>>

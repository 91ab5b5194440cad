//! Bookable time-slot maintenance, mirrored to the external calendar when
//! one is connected.

use std::sync::Arc;

use bizagent_core::{
    errors::{BizError, BizResult},
    models::time_slot::{
        CalendarEvent, CleanSlotsSummary, ClearSlotsSummary, CreateSlotsSummary, TimeSlot,
    },
};
use bizagent_db::{models::NewTimeSlot, store::TimeSlotRepository};
use chrono::{DateTime, Datelike, Duration, NaiveTime, Utc, Weekday};
use tracing::{info, warn};

use crate::calendar::CalendarApi;
use crate::config::CalendarConfig;

const SLOT_SUMMARY: &str = "Available: intro call";

pub struct SlotService {
    repo: Arc<dyn TimeSlotRepository>,
    calendar: Option<Arc<dyn CalendarApi>>,
    config: CalendarConfig,
}

impl SlotService {
    pub fn new(
        repo: Arc<dyn TimeSlotRepository>,
        calendar: Option<Arc<dyn CalendarApi>>,
        config: CalendarConfig,
    ) -> Self {
        Self {
            repo,
            calendar,
            config,
        }
    }

    fn calendar(&self) -> BizResult<&Arc<dyn CalendarApi>> {
        self.calendar
            .as_ref()
            .ok_or_else(|| BizError::External("Google Calendar is not connected".to_string()))
    }

    async fn pace(&self, index: usize) {
        if index > 0 && !self.config.pacing.is_zero() {
            tokio::time::sleep(self.config.pacing).await;
        }
    }

    pub async fn list_slots(&self) -> BizResult<Vec<TimeSlot>> {
        let rows = self.repo.list_time_slots().await?;
        Ok(rows.into_iter().map(Into::into).collect())
    }

    /// Removes every slot row, deleting mirrored events one at a time first.
    pub async fn clear_all_slots(&self) -> BizResult<ClearSlotsSummary> {
        let mut summary = ClearSlotsSummary::default();
        let slots = self.repo.list_time_slots().await?;

        if let Some(calendar) = &self.calendar {
            let event_ids = slots.iter().filter_map(|s| s.calendar_event_id.as_deref());
            for (index, event_id) in event_ids.enumerate() {
                self.pace(index).await;
                match calendar.delete_event(event_id).await {
                    Ok(()) => summary.events_deleted += 1,
                    Err(e) => {
                        warn!("Failed to delete calendar event {}: {:#}", event_id, e);
                        summary.event_failures += 1;
                    }
                }
            }
        }

        summary.slots_deleted = self.repo.delete_all_time_slots().await?;
        info!(
            "Cleared {} slots ({} events deleted, {} failures)",
            summary.slots_deleted, summary.events_deleted, summary.event_failures
        );
        Ok(summary)
    }

    /// Creates `count` slots starting tomorrow.
    pub async fn create_slots(&self, count: usize) -> BizResult<CreateSlotsSummary> {
        let mut summary = CreateSlotsSummary::default();

        for (index, (start, end)) in generate_slots(Utc::now(), count, &self.config)
            .into_iter()
            .enumerate()
        {
            let mut calendar_event_id = None;
            if let Some(calendar) = &self.calendar {
                self.pace(index).await;
                match calendar.create_event(SLOT_SUMMARY, start, end).await {
                    Ok(id) => {
                        summary.events_created += 1;
                        calendar_event_id = Some(id);
                    }
                    Err(e) => {
                        warn!("Failed to create calendar event for {}: {:#}", start, e);
                        summary.event_failures += 1;
                    }
                }
            }

            self.repo
                .create_time_slot(&NewTimeSlot {
                    start_time: start,
                    end_time: end,
                    calendar_event_id,
                })
                .await?;
            summary.slots_created += 1;
        }

        info!(
            "Created {} slots ({} calendar events)",
            summary.slots_created, summary.events_created
        );
        Ok(summary)
    }

    /// Clear, then create. A failure after clearing leaves the slots cleared.
    pub async fn create_clean_slots(&self, count: usize) -> BizResult<CleanSlotsSummary> {
        let cleared = self.clear_all_slots().await?;
        let created = self.create_slots(count).await?;
        Ok(CleanSlotsSummary { cleared, created })
    }

    pub async fn get_events(&self, days: i64) -> BizResult<Vec<CalendarEvent>> {
        if !(1..=365).contains(&days) {
            return Err(BizError::Validation(format!(
                "days must be between 1 and 365, got {}",
                days
            )));
        }

        let now = Utc::now();
        self.calendar()?
            .list_events(now, now + Duration::days(days))
            .await
            .map_err(|e| BizError::External(format!("{:#}", e)))
    }

    pub async fn delete_event(&self, event_id: &str) -> BizResult<()> {
        if event_id.trim().is_empty() {
            return Err(BizError::Validation("eventId is required".to_string()));
        }

        self.calendar()?
            .delete_event(event_id)
            .await
            .map_err(|e| BizError::External(format!("{:#}", e)))
    }
}

/// Lays out `count` back-to-back weekday slots inside business hours,
/// beginning on the day after `now`.
pub fn generate_slots(
    now: DateTime<Utc>,
    count: usize,
    config: &CalendarConfig,
) -> Vec<(DateTime<Utc>, DateTime<Utc>)> {
    let length = Duration::minutes(config.slot_minutes.max(1));
    let (Some(open), Some(close)) = (
        NaiveTime::from_hms_opt(config.day_start_hour, 0, 0),
        NaiveTime::from_hms_opt(config.day_end_hour, 0, 0),
    ) else {
        return Vec::new();
    };

    let mut slots = Vec::with_capacity(count);
    if open + length > close {
        return slots;
    }

    let mut day = now.date_naive() + Duration::days(1);
    while slots.len() < count {
        if !matches!(day.weekday(), Weekday::Sat | Weekday::Sun) {
            let mut start = day.and_time(open).and_utc();
            let day_close = day.and_time(close).and_utc();
            while slots.len() < count && start + length <= day_close {
                slots.push((start, start + length));
                start += length;
            }
        }
        day += Duration::days(1);
    }

    slots
}
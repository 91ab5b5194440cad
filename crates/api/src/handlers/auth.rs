//! Google OAuth endpoints. All of them except `status` need the OAuth
//! client to be configured.

use std::sync::Arc;

use axum::{
    Json,
    extract::{Query, State},
};
use bizagent_core::{
    errors::BizError,
    models::{
        email::ConnectionStatus,
        oauth::{AuthStatusResponse, AuthUrlResponse, CallbackQuery},
    },
    response::ApiResponse,
};
use bizagent_services::OAuthService;

use crate::{ApiState, middleware::error_handling::AppError};

fn oauth(state: &ApiState) -> Result<&Arc<OAuthService>, AppError> {
    state.oauth.as_ref().ok_or_else(|| {
        AppError(BizError::Validation(
            "Google OAuth is not configured".to_string(),
        ))
    })
}

async fn status_of(oauth: &OAuthService) -> Result<AuthStatusResponse, AppError> {
    let token = oauth.load_tokens().await?;
    Ok(AuthStatusResponse {
        authenticated: oauth.is_authenticated().await,
        expires_at: token.as_ref().and_then(|t| t.expires_at),
        scopes: token.map(|t| t.scopes).unwrap_or_default(),
    })
}

pub async fn google_auth_url(
    State(state): State<Arc<ApiState>>,
) -> Result<Json<ApiResponse<AuthUrlResponse>>, AppError> {
    let auth_url = oauth(&state)?.get_auth_url();
    Ok(Json(ApiResponse::ok(AuthUrlResponse { auth_url })))
}

pub async fn google_callback(
    State(state): State<Arc<ApiState>>,
    Query(query): Query<CallbackQuery>,
) -> Result<Json<ApiResponse<AuthStatusResponse>>, AppError> {
    let oauth = oauth(&state)?;

    if let Some(error) = query.error {
        return Err(BizError::Authentication(format!("Google denied access: {}", error)).into());
    }
    let code = query
        .code
        .filter(|c| !c.is_empty())
        .ok_or_else(|| BizError::Validation("Missing authorization code".to_string()))?;

    if !oauth.handle_callback(&code).await {
        return Err(BizError::Authentication(
            "Failed to exchange authorization code".to_string(),
        )
        .into());
    }

    Ok(Json(ApiResponse::ok(status_of(oauth).await?)))
}

pub async fn auth_status(
    State(state): State<Arc<ApiState>>,
) -> Result<Json<ApiResponse<AuthStatusResponse>>, AppError> {
    let status = match &state.oauth {
        Some(oauth) => status_of(oauth).await?,
        None => AuthStatusResponse {
            authenticated: false,
            expires_at: None,
            scopes: Vec::new(),
        },
    };
    Ok(Json(ApiResponse::ok(status)))
}

pub async fn test_auth(
    State(state): State<Arc<ApiState>>,
) -> Result<Json<ApiResponse<ConnectionStatus>>, AppError> {
    let connected = oauth(&state)?.test_connection().await;
    Ok(Json(ApiResponse::ok(ConnectionStatus {
        provider: "google".to_string(),
        connected,
    })))
}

<<

■ **DIRECTIONS FOR THIS TASK**: Among the lines above, find those with the word "Some" and list them.

■ **FINAL ANSWER**:
        if let Some(calendar) = &self.calendar {
            if let Some(calendar) = &self.calendar {
                        calendar_event_id = Some(id);
    let (Some(open), Some(close)) = (
    if let Some(error) = query.error {
        Some(oauth) => status_of(oauth).await?,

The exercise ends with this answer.